I felt the warm hay under my belly and my eyes groggily opened themselves and beheld, not surprisingly, an empty barn, lit up by sunlight. It was well past the early morning hours, probably only a little before noon. I was hoping to find Applejack in there with me, but she was away selling the harvest in the town. I slept wonderfully, but now that I was awake, I was annoyed, as I'd been every morning for the last week. I yawned and swished my tail around up to my head, and with the end of it, covered my eyes with a groan. I was admittedly quite comfortable laying there, yet embarrassed with the very fact that I was comfortable. Still in this big, awkward, unwanted, beyond humiliating... I flipped over on my back and rolled around in the hay, which also felt quite good, but I was too irritated to really enjoy it. Still no way of revealing that smug, villainous goat to everyone.

Still stuck as a dragon, I'd spent the last week mostly in the barn, which is hardly any living space to begin if I'm not curled up in a ball.
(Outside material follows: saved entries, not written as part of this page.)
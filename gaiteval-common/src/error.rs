//! Common error types for the gait evaluation service

use thiserror::Error;

/// Common result type for gaiteval operations
pub type Result<T> = std::result::Result<T, Error>;

/// Common error types across the gaiteval crates
#[derive(Error, Debug)]
pub enum Error {
    /// I/O operation error (wraps std::io::Error)
    #[error("IO error: {0}")]
    Io(#[from] std::io::Error),

    /// Configuration loading or validation error
    #[error("Configuration error: {0}")]
    Config(String),

    /// Requested resource not found
    #[error("Not found: {0}")]
    NotFound(String),

    /// Invalid user input or request parameter
    #[error("Invalid input: {0}")]
    InvalidInput(String),

    /// A collaborator's tabular payload could not be parsed
    #[error("Malformed result set: {0}")]
    MalformedResultSet(String),

    /// An external collaborator (session API, result-set storage)
    /// failed or returned an unusable response
    #[error("Collaborator error: {0}")]
    Collaborator(String),

    /// Internal error
    #[error("Internal error: {0}")]
    Internal(String),
}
I can't go in the house, I can't leave the property, and worst of all, I can't talk. Most days for the last week had been spent sitting in here thinking of what to do about Discord. Of course I wanted to scream it at the family when they spoke together about it, but it just came out of my mouth as the sound of a large animal (which was also incredibly embarrassing). Interestingly enough, we hadn't heard a peep from him all week, and it enraged me to know he probably enjoyed himself terribly at the thought me trying to live like this; he said he'd be back to "check on me and the family" in a while. Who knows what he's doing in between, preparing his schemes and roaming about.  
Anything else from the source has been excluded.